Oh, and one more thing: yes, I need to exercise to get rid of the fat. I know that. Imagine: I'm an accomplished and licensed fitness and aerobic trainer. Believe it or not, but I have gained all this weight despite of it. I know exactly how to exercise, how to eat...I'm just lazy. I really am. This is another thing I don't admire myself for. Okay, taking all these meds for so many years has messed up my metabolism completely and it is harde than you think to lose weight when taking drugs - and even after it. But I know I have to work harder on it.

Some day I will have a breakthrough but until then there will be enough days where everything seems senseless. I just have to keep this in mind and everything will work out fine.

Please don't think I'm backpedaling, I'm really not. And you are so right in so many of the things you have written. I noticed it all and will memorize it whenever I need it, so thank you again so much for being there! I hope I can give some advice someday as well!

Avatar for tobermory
iVillage Member
Registered: 01-29-2001
Thu, 05-23-2013 - 11:23am

Dear Pearl,

I am sorry you are having such a hard time, but you are very depressed and NOT lazy. I know, because my depression was EXACTLY like yours. The thought patterns you are talking about are what cause the depressions, but they are also part of it. While your exercises are wonderful, they are not taking care of the root cause of WHY you think the way you do and are not really changing them. You NEED therapy for that, which also will change your views on your marriage, etc. You may also need medication, but not forever. Often, what people don't understand, the medication is to lift you up enough so that you can do the work you need to overcome it. That is what I did and seeing the right therapist is the only way to get out of the depression. 

I know you are low on funds -- you need to look into free clinics, sliding scale doctors, whatever is available in your area. You cannot change this on your own, you need help. I know, I was there, with the thought patterns, etc. I worked on it and I have not been depressed in more than a decade. Please, I lived throught EXACTLY what you have and I know it works.

Tobermory

iVillage Member
Registered: 01-02-2008
Fri, 05-24-2013 - 9:35am

Tobermory.. YOu said many profound things and sorry to hijack this thread but you are so right..

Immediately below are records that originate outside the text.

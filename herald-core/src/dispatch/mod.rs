//! The dispatch pipeline: from an inbound message to a handler invocation.
//!
//! Steps, the first failure short-circuits:
//! 1. strip the prefix ([`prefix::PrefixSet`])
//! 2. resolve the trigger and overloads, including options and overflow
//!    ([`crate::command::overload`])
//! 3. gating: triggerability, bot authors, developer-only, caller permissions, agent permissions
//! 4. cooldown check-then-stamp
//! 5. invoke the handler, inline or through the [`OrderedExecutor`]
//!
//! Every message produces exactly one [`Outcome`].

use std::any::Any;
use std::panic::AssertUnwindSafe;
use std::sync::Arc;
use std::time::Instant;

use futures_util::FutureExt;
use herald_common::config::{ExecutionMode, HeraldConfig};
use tracing::{debug, error, info};

use self::outcome::{ErrorSeverity, Outcome};
use self::prefix::{Prefix, PrefixSet};
use crate::command::errors::{ExecutionError, ExecutionFailure};
use crate::command::overload::{self, OverloadMatch, ResolveCtxt};
use crate::command::registry::Registry;
use crate::command::resolvers::ResolverRegistry;
use crate::command::{Command, CommandEvent, Completion, ExecutionTimings, ParseContext};
use crate::context::{GrantedPermissions, InboundMessage, InvocationContext, PermissionModel};
use crate::cooldowns::CommandCooldowns;
use crate::executor::OrderedExecutor;

pub mod outcome;
pub mod prefix;

pub struct Dispatcher {
    registry: Arc<Registry>,
    resolvers: Arc<ResolverRegistry>,
    config: Arc<HeraldConfig>,
    prefixes: PrefixSet,
    permissions: Arc<dyn PermissionModel>,
    cooldowns: CommandCooldowns,
    executor: OrderedExecutor,
}
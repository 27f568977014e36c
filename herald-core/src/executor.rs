use std::collections::HashMap;
use std::future::Future;
use std::panic::AssertUnwindSafe;
use std::pin::Pin;
use std::sync::{Arc, Mutex, PoisonError};

use futures_util::FutureExt;
use tokio::sync::{mpsc, oneshot};
use tracing::{debug, warn};

type Job = Pin<Box<dyn Future<Output = ()> + Send>>;
type Lanes = Arc<Mutex<HashMap<String, mpsc::UnboundedSender<Job>>>>;

/// Runs scheduled handler invocations off the dispatching task.
///
/// Jobs submitted with the same ordering key run one after another, in submission order. Each key
/// gets a worker task (a "lane") that lives only as long as it has queued jobs. Jobs without a key
/// run concurrently.
#[derive(Clone, Default)]
pub struct OrderedExecutor {
    lanes: Lanes,
}

impl OrderedExecutor {
    pub fn new() -> Self {
        Self::default()
    }

    /// Schedules `future`, returning a receiver for its output. The receiver errors if the future
    /// panicked.
    pub fn submit<F, T>(&self, key: Option<String>, future: F) -> oneshot::Receiver<T>
    where
        F: Future<Output = T> + Send + 'static,
        T: Send + 'static,
    {
        let (tx, rx) = oneshot::channel();
        let job: Job = Box::pin(async move {
            let out = future.await;
            let _ = tx.send(out);
        });

        match key {
            Some(key) => self.enqueue(key, job),
            None => {
                tokio::spawn(job);
            },
        }

        rx
    }

    /// Number of keys with queued or running jobs.
    pub fn active_lanes(&self) -> usize {
        self.lanes.lock().unwrap_or_else(PoisonError::into_inner).len()
    }

    fn enqueue(&self, key: String, job: Job) {
        let mut lanes = self.lanes.lock().unwrap_or_else(PoisonError::into_inner);

        // a lane only removes itself while holding this lock, so a present sender has a live worker
        if let Some(lane) = lanes.get(&key) {
            if let Err(mpsc::error::SendError(job)) = lane.send(job) {
                warn!("ordering lane {key} closed unexpectedly, restarting it");
                lanes.remove(&key);
                drop(lanes);
                return self.enqueue(key, job);
            }
            return;
        }

        let (tx, rx) = mpsc::unbounded_channel();
        lanes.insert(key.clone(), tx);
        drop(lanes);

        tokio::spawn(run_lane(self.lanes.clone(), key, job, rx));
    }
}

async fn run_lane(lanes: Lanes, key: String, first: Job, mut rx: mpsc::UnboundedReceiver<Job>) {
    debug!("ordering lane {key} started");
    let mut job = first;

    loop {
        if AssertUnwindSafe(job).catch_unwind().await.is_err() {
            warn!("a job in ordering lane {key} panicked");
        }

        let next = {
            let mut lanes = lanes.lock().unwrap_or_else(PoisonError::into_inner);
            match rx.try_recv() {
                Ok(next) => Some(next),
                Err(_) => {
                    lanes.remove(&key);
                    None
                },
            }
        };

        match next {
            Some(next) => job = next,
            None => break,
        }
    }

    debug!("ordering lane {key} finished");
}
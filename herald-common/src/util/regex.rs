use lazy_static::lazy_static;
use regex::Regex;

lazy_static! {
    pub static ref USER_MENTION: Regex = Regex::new(r"^<@!?(\d{1,20})>").unwrap();
    pub static ref TIME_STRING: Regex = Regex::new("(\\d+)([smhd])").unwrap();
    pub static ref FULL_TIME_STRING: Regex = Regex::new("^(?:\\d+[smhd])+$").unwrap();
}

Sorry to say something about myself but it relates  here somewhat... I didnt have much money so I went to a sliding scale clinic which yes they are out there if you have limited funds . unfortunately though I  went on high blood pressure meds but  I figure I can use this for now to help me and then find some other alternatives and work on getting myself healthy again.. Well I am still on meds but have lost weight and changed my diet and lifestyle and am working on getting off the medication  but as you say do the work to overcome things even if its a slow process we can get there.

Thank You

 

iVillage Member
Registered: 05-16-2012
Thu, 08-15-2013 - 1:17pm

To find a health center that works on a sliding scale you can go to the HRSA.gov webpage and choose "find a health center".  Enter your zip code and it will retrieve results based on the closest (in miles from center of zipcode) center first. Many health centers have mental health services available. Good luck to you.